◆ Source information:
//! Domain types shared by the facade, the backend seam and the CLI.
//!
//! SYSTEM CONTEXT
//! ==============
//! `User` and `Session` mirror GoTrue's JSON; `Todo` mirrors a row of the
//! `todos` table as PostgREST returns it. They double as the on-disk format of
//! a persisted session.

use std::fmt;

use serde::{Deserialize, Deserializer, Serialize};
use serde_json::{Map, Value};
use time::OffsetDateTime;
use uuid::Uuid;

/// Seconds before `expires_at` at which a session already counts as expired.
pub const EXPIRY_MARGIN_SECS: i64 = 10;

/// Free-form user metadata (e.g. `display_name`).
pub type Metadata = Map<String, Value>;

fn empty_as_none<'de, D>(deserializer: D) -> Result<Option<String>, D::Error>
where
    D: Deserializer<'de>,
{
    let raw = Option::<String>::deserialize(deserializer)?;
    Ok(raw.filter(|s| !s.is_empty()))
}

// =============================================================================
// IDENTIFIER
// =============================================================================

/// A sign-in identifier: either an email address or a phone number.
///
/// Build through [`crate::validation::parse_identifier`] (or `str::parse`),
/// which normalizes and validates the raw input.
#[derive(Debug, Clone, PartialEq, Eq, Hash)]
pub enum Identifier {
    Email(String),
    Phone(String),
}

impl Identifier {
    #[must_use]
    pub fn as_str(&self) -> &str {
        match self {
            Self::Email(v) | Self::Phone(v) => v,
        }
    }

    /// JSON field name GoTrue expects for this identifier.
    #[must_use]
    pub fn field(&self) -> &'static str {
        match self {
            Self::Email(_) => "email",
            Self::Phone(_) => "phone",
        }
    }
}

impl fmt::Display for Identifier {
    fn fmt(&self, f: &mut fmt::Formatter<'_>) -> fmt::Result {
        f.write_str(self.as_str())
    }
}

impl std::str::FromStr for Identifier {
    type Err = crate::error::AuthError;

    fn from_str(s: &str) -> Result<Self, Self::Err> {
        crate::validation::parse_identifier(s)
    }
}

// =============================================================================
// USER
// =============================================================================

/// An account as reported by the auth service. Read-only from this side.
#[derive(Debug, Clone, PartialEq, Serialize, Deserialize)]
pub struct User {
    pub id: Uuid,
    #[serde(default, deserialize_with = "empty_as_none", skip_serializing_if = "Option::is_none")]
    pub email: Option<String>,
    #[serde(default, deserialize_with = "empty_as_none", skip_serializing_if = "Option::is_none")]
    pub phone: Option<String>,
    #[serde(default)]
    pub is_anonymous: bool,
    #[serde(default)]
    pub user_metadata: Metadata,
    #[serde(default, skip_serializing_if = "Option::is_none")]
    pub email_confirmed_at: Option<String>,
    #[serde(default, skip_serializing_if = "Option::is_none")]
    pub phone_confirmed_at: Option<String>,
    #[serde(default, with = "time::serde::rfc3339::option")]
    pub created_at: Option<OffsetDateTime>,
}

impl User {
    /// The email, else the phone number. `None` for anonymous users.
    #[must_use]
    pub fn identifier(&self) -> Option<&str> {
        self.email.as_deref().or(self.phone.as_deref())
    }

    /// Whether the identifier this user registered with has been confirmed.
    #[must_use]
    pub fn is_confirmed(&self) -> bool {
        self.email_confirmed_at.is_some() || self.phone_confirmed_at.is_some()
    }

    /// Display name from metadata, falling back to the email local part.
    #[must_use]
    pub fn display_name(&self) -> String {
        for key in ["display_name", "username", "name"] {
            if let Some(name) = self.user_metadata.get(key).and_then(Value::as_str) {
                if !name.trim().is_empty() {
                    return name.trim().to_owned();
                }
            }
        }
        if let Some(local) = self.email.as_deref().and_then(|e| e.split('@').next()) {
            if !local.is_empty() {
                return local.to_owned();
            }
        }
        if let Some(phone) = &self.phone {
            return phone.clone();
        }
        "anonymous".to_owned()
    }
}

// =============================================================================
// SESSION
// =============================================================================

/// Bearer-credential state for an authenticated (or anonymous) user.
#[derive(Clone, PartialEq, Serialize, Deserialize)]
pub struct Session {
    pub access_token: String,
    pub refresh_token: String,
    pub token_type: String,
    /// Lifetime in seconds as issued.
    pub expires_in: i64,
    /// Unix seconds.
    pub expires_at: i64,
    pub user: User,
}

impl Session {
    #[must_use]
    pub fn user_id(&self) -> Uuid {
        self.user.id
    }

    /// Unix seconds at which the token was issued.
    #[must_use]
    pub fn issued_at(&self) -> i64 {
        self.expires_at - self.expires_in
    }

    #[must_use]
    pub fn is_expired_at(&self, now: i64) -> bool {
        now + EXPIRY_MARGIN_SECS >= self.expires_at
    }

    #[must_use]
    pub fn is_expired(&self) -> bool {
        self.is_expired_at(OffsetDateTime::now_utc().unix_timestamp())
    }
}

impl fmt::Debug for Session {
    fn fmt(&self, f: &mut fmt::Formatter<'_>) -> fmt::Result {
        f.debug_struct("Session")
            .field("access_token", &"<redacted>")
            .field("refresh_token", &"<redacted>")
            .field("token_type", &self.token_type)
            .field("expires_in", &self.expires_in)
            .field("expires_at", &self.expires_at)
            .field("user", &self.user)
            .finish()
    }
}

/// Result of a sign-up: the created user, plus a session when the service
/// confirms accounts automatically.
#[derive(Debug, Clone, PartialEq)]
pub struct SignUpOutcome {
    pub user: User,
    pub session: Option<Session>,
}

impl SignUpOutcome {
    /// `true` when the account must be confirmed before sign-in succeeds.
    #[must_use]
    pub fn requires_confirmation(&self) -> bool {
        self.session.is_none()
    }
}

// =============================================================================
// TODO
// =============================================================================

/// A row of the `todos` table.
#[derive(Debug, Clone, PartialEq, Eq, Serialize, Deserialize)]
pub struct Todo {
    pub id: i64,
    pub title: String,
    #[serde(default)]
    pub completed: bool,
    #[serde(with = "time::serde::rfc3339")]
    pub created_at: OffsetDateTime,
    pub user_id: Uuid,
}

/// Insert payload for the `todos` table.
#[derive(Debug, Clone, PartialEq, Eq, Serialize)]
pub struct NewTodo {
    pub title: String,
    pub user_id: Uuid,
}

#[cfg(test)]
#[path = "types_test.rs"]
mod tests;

◆ Your goal: Find the lines above that contain the word "this" and collect them.

◆ Final answer:
    /// JSON field name GoTrue expects for this identifier.
/// An account as reported by the auth service. Read-only from this side.
    /// Whether the identifier this user registered with has been confirmed.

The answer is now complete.